Douceur de vivre à Erevan
Erevan a le charme des villes désargentées. Le long de la rue Aram, le marché aux puces donne le ton. Tout s’y organise avec des bouts de ficelle.
Livres, instruments en tous genres, composants électriques et électroniques récupérés sur du matériel dont la carcasse est aussi à vendre, poupées russes aux couleurs flashies, calendriers de 1986, boulons, écrous, fers à souder, brosses à chiottes, bouts de caoutchoucs, couverts en plastique… Rien ne se perd, rien ne se crée, tout se… vend !
Un peu plus loin, dans l’herbe, les vieux jouent aux échecs, s’exercent au duduk ou à l’accordéon. Sur la place d’Arménie, on vient s’asseoir près de la fontaine pour savourer la fraîcheur de l’eau et la chaleur des rayons de soleil. Les vieux picorent des graines de tournesol, les gamins courent après les pigeons. Un violon résonne, quelque part. Malgré les fissures dans les murs, les trottoirs chaotiques et l’absence d’un signe quelconque de prospérité, une douceur de vivre règne sur toute la ville.
Rêver d’ailleurs
De retour à la maison, je trouve Armen allongé comme à son habitude sur le canapé devant la télé, le téléphone à portée de main. Toujours être prêt. Tous les business sont bons à prendre. Géologue de formation, Armen est aussi croupier et businessman… S’il le pouvait, il ne serait que peintre. Son rêve : venir vivre la vie de bohême à Paris. Mais voyager n’est pas donné à tout le monde.
Voyager. Dans les yeux de tous les amis qui font un crochet par la maison pour rencontrer ce petit français au projet si romanesque, je lis la même envie teintée de nostalgie. Shakey qui à son mariage avait projeté d’économiser pour acheter une caravane et faire le tour du monde ; Anneth qui garde de la France l’odeur des châtaignes en hiver et des vins délicieux ; Anaïde qui m’invite à venir témoigner sur Armenian TV de ma « formidable entreprise », le regard pétillant d’admiration et de curiosité.
L’Arménie est un pays trop petit pour leurs rêves.

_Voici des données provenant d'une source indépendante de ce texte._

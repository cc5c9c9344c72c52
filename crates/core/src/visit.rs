//! Visit dates.
//!
//! A [`Visit`] wraps the raw `yyyy-MM-dd HH:mm` text of a last or next visit. The text may be
//! empty, meaning the record has no such visit.
//!
//! Ordering is total: absent or unparsable visits resolve to [`NaiveDateTime::MAX`] so they sort
//! after every real date, and they are never overdue. Strict format checking belongs to the
//! parsing boundary ([`Visit::parse`]); [`Visit::new`] accepts any text so values read back from
//! a store never fail to load.

use crate::constants::{ABSENT_PLACEHOLDER, VISIT_INPUT_FORMAT, VISIT_INPUT_LEN};
use crate::{RecordError, RecordResult};
use chrono::{Local, NaiveDateTime};
use std::cmp::Ordering;

#[derive(Clone, Debug, Default, PartialEq, Eq, Hash)]
pub struct Visit {
    value: String,
}

impl Visit {
    /// Wraps `text` without checking its format.
    pub fn new(text: impl Into<String>) -> Self {
        Self { value: text.into() }
    }

    /// A visit with no date.
    pub fn absent() -> Self {
        Self::default()
    }

    /// Parses user input at the parsing boundary.
    ///
    /// Blank input yields an absent visit. Anything else must match `yyyy-MM-dd HH:mm` exactly.
    ///
    /// # Errors
    ///
    /// Returns [`RecordError::UnparsableDate`] if the trimmed input is non-empty and is not a
    /// valid visit date.
    pub fn parse(input: &str) -> RecordResult<Self> {
        let trimmed = input.trim();
        if trimmed.is_empty() {
            return Ok(Self::absent());
        }
        if !Self::is_valid_visit(trimmed) {
            return Err(RecordError::UnparsableDate(trimmed.to_string()));
        }
        Ok(Self::new(trimmed))
    }

    /// Renders `date_time` in the canonical input format.
    pub fn from_date_time(date_time: NaiveDateTime) -> Self {
        Self::new(date_time.format(VISIT_INPUT_FORMAT).to_string())
    }

    /// Returns true if `text` is a zero-padded `yyyy-MM-dd HH:mm` date that exists.
    pub fn is_valid_visit(text: &str) -> bool {
        // chrono accepts signs, unpadded fields and extra spaces, so the parsed value must
        // render back to exactly the same text.
        text.len() == VISIT_INPUT_LEN
            && parse_input(text)
                .is_some_and(|date_time| date_time.format(VISIT_INPUT_FORMAT).to_string() == text)
    }

    pub fn is_present(&self) -> bool {
        !self.value.is_empty()
    }

    pub fn as_str(&self) -> &str {
        &self.value
    }

    /// The parsed instant, or `None` when absent or malformed.
    pub fn try_date_time(&self) -> Option<NaiveDateTime> {
        if !self.is_present() {
            return None;
        }
        parse_input(&self.value)
    }

    /// The parsed instant, with absent and malformed visits mapped to [`NaiveDateTime::MAX`].
    pub fn date_time(&self) -> NaiveDateTime {
        self.try_date_time().unwrap_or(NaiveDateTime::MAX)
    }

    /// True iff the visit is present, parsable and strictly before `now`.
    pub fn is_overdue(&self, now: NaiveDateTime) -> bool {
        match self.try_date_time() {
            Some(visit_time) => visit_time < now,
            None => false,
        }
    }

    /// [`Visit::is_overdue`] against the local wall clock.
    pub fn is_overdue_now(&self) -> bool {
        self.is_overdue(Local::now().naive_local())
    }

    /// Total order by instant. Two absent or malformed visits compare equal.
    pub fn compare(&self, other: &Visit) -> Ordering {
        self.date_time().cmp(&other.date_time())
    }

    /// Display form: `-` when absent, the raw text when malformed, otherwise `display_format`.
    pub fn formatted(&self, display_format: &str) -> String {
        if !self.is_present() {
            return ABSENT_PLACEHOLDER.to_string();
        }
        match self.try_date_time() {
            Some(date_time) => date_time.format(display_format).to_string(),
            None => self.value.clone(),
        }
    }
}

impl std::fmt::Display for Visit {
    fn fmt(&self, f: &mut std::fmt::Formatter<'_>) -> std::fmt::Result {
        if self.is_present() {
            f.write_str(&self.value)
        } else {
            f.write_str(ABSENT_PLACEHOLDER)
        }
    }
}

fn parse_input(text: &str) -> Option<NaiveDateTime> {
    NaiveDateTime::parse_from_str(text, VISIT_INPUT_FORMAT).ok()
}

#[cfg(test)]
mod tests {
    use super::*;
    use crate::constants::DEFAULT_DISPLAY_FORMAT;
    use chrono::NaiveDate;

    fn at(y: i32, m: u32, d: u32, h: u32, min: u32) -> NaiveDateTime {
        NaiveDate::from_ymd_opt(y, m, d)
            .and_then(|date| date.and_hms_opt(h, min, 0))
            .expect("valid test date")
    }

    #[test]
    fn presence_follows_text() {
        assert!(!Visit::absent().is_present());
        assert!(!Visit::new("").is_present());
        assert!(Visit::new("2021-11-30 18:30").is_present());
        assert!(Visit::new("garbage").is_present());
    }

    #[test]
    fn date_time_parses_valid_text() {
        let visit = Visit::new("2021-11-30 18:30");
        assert_eq!(visit.date_time(), at(2021, 11, 30, 18, 30));
    }

    #[test]
    fn absent_and_malformed_resolve_to_sentinel() {
        assert_eq!(Visit::absent().date_time(), NaiveDateTime::MAX);
        assert_eq!(Visit::new("30/11/2021").date_time(), NaiveDateTime::MAX);
        assert_eq!(Visit::new("2021-02-30 10:00").date_time(), NaiveDateTime::MAX);
    }

    #[test]
    fn overdue_only_for_past_parsable_visits() {
        let now = at(2021, 12, 1, 0, 0);
        assert!(Visit::new("2021-11-30 18:30").is_overdue(now));
        assert!(!Visit::new("2021-12-01 00:00").is_overdue(now));
        assert!(!Visit::new("2022-01-01 09:00").is_overdue(now));
        assert!(!Visit::absent().is_overdue(now));
        assert!(!Visit::new("not a date").is_overdue(NaiveDateTime::MAX));
    }

    #[test]
    fn compare_places_absent_and_malformed_last() {
        let early = Visit::new("2020-01-01 00:00");
        let late = Visit::new("9999-12-31 23:59");
        let absent = Visit::absent();
        let malformed = Visit::new("soon");

        assert_eq!(early.compare(&late), Ordering::Less);
        assert_eq!(late.compare(&absent), Ordering::Less);
        assert_eq!(absent.compare(&early), Ordering::Greater);
        assert_eq!(absent.compare(&malformed), Ordering::Equal);
        assert_eq!(early.compare(&early.clone()), Ordering::Equal);
    }

    #[test]
    fn parse_accepts_blank_as_absent() {
        let visit = Visit::parse("   ").expect("blank is absent");
        assert!(!visit.is_present());
    }

    #[test]
    fn parse_rejects_malformed_input() {
        for input in [
            "2021-11-30",
            "2021-1-5 1:00",
            "2021-13-01 10:00",
            "tomorrow",
            "+2021-11-30 8:30",
            "2021-11-30  8:30",
            "2021-11- 3 08:30",
        ] {
            let err = Visit::parse(input).expect_err("should reject malformed date");
            assert!(matches!(err, RecordError::UnparsableDate(text) if text == input));
        }
    }

    #[test]
    fn parse_trims_valid_input() {
        let visit = Visit::parse(" 2021-07-28 12:00 ").expect("valid");
        assert_eq!(visit.as_str(), "2021-07-28 12:00");
    }

    #[test]
    fn from_date_time_round_trips_through_input_format() {
        let visit = Visit::from_date_time(at(2022, 3, 4, 5, 6));
        assert_eq!(visit.as_str(), "2022-03-04 05:06");
    }

    #[test]
    fn formatted_uses_placeholder_and_display_format() {
        assert_eq!(Visit::absent().formatted(DEFAULT_DISPLAY_FORMAT), "-");
        assert_eq!(
            Visit::new("2021-11-30 18:30").formatted(DEFAULT_DISPLAY_FORMAT),
            "Tue, 30 Nov 2021 18:30"
        );
        assert_eq!(Visit::new("soon").formatted(DEFAULT_DISPLAY_FORMAT), "soon");
    }
}
use crate::constants::{MESSAGE_INVALID_FREQUENCY_FOR_OCCURRENCE, MESSAGE_INVALID_VISIT_FOR_RECURRENCE};

/// Which cross-field schedule rule a record broke.
///
/// Variants are listed in the priority the validator checks them.
#[derive(Clone, Copy, Debug, PartialEq, Eq)]
pub enum ScheduleViolation {
    /// A frequency or more than one occurrence was given without a next visit to anchor it.
    NoVisitForRecurrence,
    /// More than one occurrence was given without a frequency.
    NoFrequencyForMultipleOccurrence,
}

impl std::fmt::Display for ScheduleViolation {
    fn fmt(&self, f: &mut std::fmt::Formatter<'_>) -> std::fmt::Result {
        match self {
            Self::NoVisitForRecurrence => f.write_str(MESSAGE_INVALID_VISIT_FOR_RECURRENCE),
            Self::NoFrequencyForMultipleOccurrence => {
                f.write_str(MESSAGE_INVALID_FREQUENCY_FOR_OCCURRENCE)
            }
        }
    }
}

#[derive(Debug, thiserror::Error)]
pub enum RecordError {
    #[error("this record already exists in the visit book")]
    DuplicateRecord,
    #[error("invalid schedule: {0}")]
    InvalidSchedule(ScheduleViolation),
    #[error("visit date should be of the format yyyy-MM-dd HH:mm, got '{0}'")]
    UnparsableDate(String),
    #[error("invalid sort configuration: {0}")]
    SortConfiguration(String),
    #[error("no record named '{0}' in the visit book")]
    RecordNotFound(String),
    #[error("invalid input: {0}")]
    InvalidInput(String),
    #[error("invalid text field: {0}")]
    Text(#[from] visitbook_types::TextError),
}

pub type RecordResult<T> = std::result::Result<T, RecordError>;
//! Core runtime configuration.
//!
//! This module defines configuration that should be resolved once at process startup and then
//! passed into core operations. Nothing in the core reads environment variables itself; the
//! binary resolves raw values and hands them to the helpers here.

use crate::constants::DEFAULT_DISPLAY_FORMAT;
use crate::{RecordError, RecordResult};
use chrono::format::{Item, StrftimeItems};

/// Core configuration resolved at startup.
#[derive(Clone, Debug, PartialEq, Eq)]
pub struct CoreConfig {
    display_format: String,
}

impl CoreConfig {
    /// Create a new `CoreConfig`, rejecting display formats chrono cannot render.
    pub fn new(display_format: impl Into<String>) -> RecordResult<Self> {
        let display_format = display_format.into();
        validate_display_format(&display_format)?;
        Ok(Self { display_format })
    }

    /// The chrono strftime pattern used to render present visits.
    pub fn display_format(&self) -> &str {
        &self.display_format
    }
}

impl Default for CoreConfig {
    fn default() -> Self {
        Self {
            display_format: DEFAULT_DISPLAY_FORMAT.to_string(),
        }
    }
}

/// Parse the display format from an optional string value.
///
/// If `value` is `None` or empty/whitespace, returns the default display format.
pub fn display_format_from_env_value(value: Option<String>) -> RecordResult<String> {
    let value = value
        .map(|v| v.trim().to_string())
        .filter(|v| !v.is_empty());

    match value {
        Some(format) => {
            validate_display_format(&format)?;
            Ok(format)
        }
        None => Ok(DEFAULT_DISPLAY_FORMAT.to_string()),
    }
}

fn validate_display_format(format: &str) -> RecordResult<()> {
    if format.trim().is_empty() {
        return Err(RecordError::InvalidInput(
            "display format cannot be empty".into(),
        ));
    }

    if StrftimeItems::new(format).any(|item| matches!(item, Item::Error)) {
        return Err(RecordError::InvalidInput(format!(
            "display format '{}' contains an unsupported specifier",
            format
        )));
    }

    Ok(())
}

#[cfg(test)]
mod tests {
    use super::*;

    #[test]
    fn default_config_uses_default_display_format() {
        assert_eq!(CoreConfig::default().display_format(), DEFAULT_DISPLAY_FORMAT);
    }

    #[test]
    fn new_rejects_unknown_specifier() {
        let err = CoreConfig::new("%Y-%Q").expect_err("should reject %Q");
        assert!(matches!(err, RecordError::InvalidInput(msg) if msg.contains("unsupported")));
    }

    #[test]
    fn new_rejects_blank_format() {
        let err = CoreConfig::new("  ").expect_err("should reject blank");
        assert!(matches!(err, RecordError::InvalidInput(msg) if msg.contains("cannot be empty")));
    }

    #[test]
    fn env_value_falls_back_to_default() {
        assert_eq!(
            display_format_from_env_value(None).expect("default"),
            DEFAULT_DISPLAY_FORMAT
        );
        assert_eq!(
            display_format_from_env_value(Some("   ".into())).expect("default"),
            DEFAULT_DISPLAY_FORMAT
        );
    }

    #[test]
    fn env_value_is_trimmed_and_validated() {
        assert_eq!(
            display_format_from_env_value(Some(" %d/%m/%Y ".into())).expect("valid"),
            "%d/%m/%Y"
        );
        assert!(display_format_from_env_value(Some("%Q".into())).is_err());
    }
}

Eux aussi, ils aimeraient partir. Et moi, pour une fois, je resterais bien encore un peu. Je me ressers un petit verre de cognac pour dissiper la nostalgie qui m’envahit et partager la chaleur réconfortante de mes amis arméniens. S’il y a une chose que les voyages enseignent, c’est bien de savoir profiter du moment présent. Il n’est pas encore l’heure des larmes.
Commentaires
C’est beau, magnifiques photos et cette musique…!
Merci Mathilde ! Ah la musique arménienne, c’est quelque chose… Tiens, toi qui chantes, j’avais enregistré une chorale à l’opéra d’Erevan. Les 7 péchés capitaux du moine Komitas, le Bartok arménien. Je suis resté scotché sur ma chaise ! https://soundcloud.com/letieou/armenie-komitas-les-7-peches-capitaux
Bises. Mat
Voilà, avant de commencer à lire votre blog, je voulais vous féliciter pour vos trois lignes de titre, que je partage entièrement ! J’ai éprouvé cette même envie de coucher quelques notes au retour
http://armeniegeorgie16.blogspot.be/
Allez une fois, comme on dit à Bruxelles, je vais vous lire maintenant 🙂
Merci Pierre 🙂
À vous lire, vous en avez vu plus que moi côté monuments, mais côté rencontre, nous partageons le même enthousiasme 🙂
C’est un des coups de coeur de mon tour du monde. J’y retournerais les yeux fermés pour retrouver les gens que j’ai pu croiser là-bas et que je n’ai pas oubliés !
Les Arméniens sont des gens très amicaux. J’ai passé deux semaines dans ce pays et j’ai vraiment aimé mon séjour. Malheureusement, je n’ai pas eu l’occasion de visiter la ville d’Erevan.